▸ Activity: Read the entries below and pull out each line with the string "ServeArgs".

▸ Material to process:
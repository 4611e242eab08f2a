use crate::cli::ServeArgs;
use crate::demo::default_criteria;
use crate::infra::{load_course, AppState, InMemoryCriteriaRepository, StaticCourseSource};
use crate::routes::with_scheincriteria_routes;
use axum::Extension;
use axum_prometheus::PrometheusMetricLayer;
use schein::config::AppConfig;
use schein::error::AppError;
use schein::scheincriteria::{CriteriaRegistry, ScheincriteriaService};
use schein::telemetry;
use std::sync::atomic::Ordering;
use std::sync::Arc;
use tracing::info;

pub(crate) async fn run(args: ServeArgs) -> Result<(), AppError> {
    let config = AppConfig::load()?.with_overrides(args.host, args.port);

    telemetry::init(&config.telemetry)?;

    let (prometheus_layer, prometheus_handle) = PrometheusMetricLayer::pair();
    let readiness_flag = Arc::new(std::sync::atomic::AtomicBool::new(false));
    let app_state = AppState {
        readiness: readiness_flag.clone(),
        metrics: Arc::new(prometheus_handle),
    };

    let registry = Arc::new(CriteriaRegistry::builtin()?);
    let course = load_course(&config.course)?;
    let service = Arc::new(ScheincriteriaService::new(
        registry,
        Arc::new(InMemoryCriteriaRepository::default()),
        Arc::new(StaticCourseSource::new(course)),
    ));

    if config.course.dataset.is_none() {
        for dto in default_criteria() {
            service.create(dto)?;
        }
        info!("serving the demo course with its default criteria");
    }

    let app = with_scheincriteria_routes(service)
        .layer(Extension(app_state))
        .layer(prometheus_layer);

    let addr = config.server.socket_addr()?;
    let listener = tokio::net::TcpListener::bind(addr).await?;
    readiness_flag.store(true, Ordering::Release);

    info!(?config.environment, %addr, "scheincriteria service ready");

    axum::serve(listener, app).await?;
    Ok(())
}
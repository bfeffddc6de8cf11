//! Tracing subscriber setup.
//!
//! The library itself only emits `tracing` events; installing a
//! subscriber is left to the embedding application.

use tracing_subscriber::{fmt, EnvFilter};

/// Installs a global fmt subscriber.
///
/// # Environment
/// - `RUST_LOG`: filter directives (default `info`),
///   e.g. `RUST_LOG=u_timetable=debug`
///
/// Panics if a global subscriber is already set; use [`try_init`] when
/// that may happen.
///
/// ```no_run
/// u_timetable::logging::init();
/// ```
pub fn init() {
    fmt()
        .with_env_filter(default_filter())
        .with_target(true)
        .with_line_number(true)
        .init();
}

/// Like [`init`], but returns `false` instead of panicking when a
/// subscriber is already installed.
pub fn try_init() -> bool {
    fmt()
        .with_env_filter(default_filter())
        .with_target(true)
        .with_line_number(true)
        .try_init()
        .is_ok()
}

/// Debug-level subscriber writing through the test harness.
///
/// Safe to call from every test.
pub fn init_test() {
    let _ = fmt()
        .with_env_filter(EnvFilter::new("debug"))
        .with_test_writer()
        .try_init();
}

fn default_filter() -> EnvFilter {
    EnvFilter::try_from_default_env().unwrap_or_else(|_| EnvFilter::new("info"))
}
---
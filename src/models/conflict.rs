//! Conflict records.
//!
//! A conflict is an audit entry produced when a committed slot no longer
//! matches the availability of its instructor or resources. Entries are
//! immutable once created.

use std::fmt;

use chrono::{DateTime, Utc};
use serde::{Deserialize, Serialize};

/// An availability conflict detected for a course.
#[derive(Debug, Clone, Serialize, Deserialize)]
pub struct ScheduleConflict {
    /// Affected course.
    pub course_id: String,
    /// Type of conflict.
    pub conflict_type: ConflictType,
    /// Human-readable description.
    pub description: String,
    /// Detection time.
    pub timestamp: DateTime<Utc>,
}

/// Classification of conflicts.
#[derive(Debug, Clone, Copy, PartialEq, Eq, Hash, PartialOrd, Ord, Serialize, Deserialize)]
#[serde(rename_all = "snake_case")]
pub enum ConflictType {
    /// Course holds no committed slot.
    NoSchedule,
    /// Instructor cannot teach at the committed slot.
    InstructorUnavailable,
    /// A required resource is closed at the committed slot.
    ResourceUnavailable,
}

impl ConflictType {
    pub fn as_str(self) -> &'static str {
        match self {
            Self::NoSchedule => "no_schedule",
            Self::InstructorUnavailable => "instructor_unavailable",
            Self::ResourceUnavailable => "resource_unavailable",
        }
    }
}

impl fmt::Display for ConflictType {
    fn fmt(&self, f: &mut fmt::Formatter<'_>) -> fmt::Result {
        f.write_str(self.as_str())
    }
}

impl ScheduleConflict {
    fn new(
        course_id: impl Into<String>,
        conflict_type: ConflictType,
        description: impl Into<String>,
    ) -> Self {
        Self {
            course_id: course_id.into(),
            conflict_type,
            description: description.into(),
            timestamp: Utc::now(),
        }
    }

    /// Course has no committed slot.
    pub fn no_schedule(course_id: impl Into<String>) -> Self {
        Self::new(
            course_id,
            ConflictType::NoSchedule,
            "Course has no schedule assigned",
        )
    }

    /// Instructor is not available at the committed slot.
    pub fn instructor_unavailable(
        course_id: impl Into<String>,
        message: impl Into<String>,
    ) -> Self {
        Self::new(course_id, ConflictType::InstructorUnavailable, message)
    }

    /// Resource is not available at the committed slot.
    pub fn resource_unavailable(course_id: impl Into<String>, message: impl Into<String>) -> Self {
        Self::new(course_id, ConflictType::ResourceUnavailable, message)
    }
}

▸ Solution below:
use crate::cli::ServeArgs;
pub(crate) async fn run(args: ServeArgs) -> Result<(), AppError> {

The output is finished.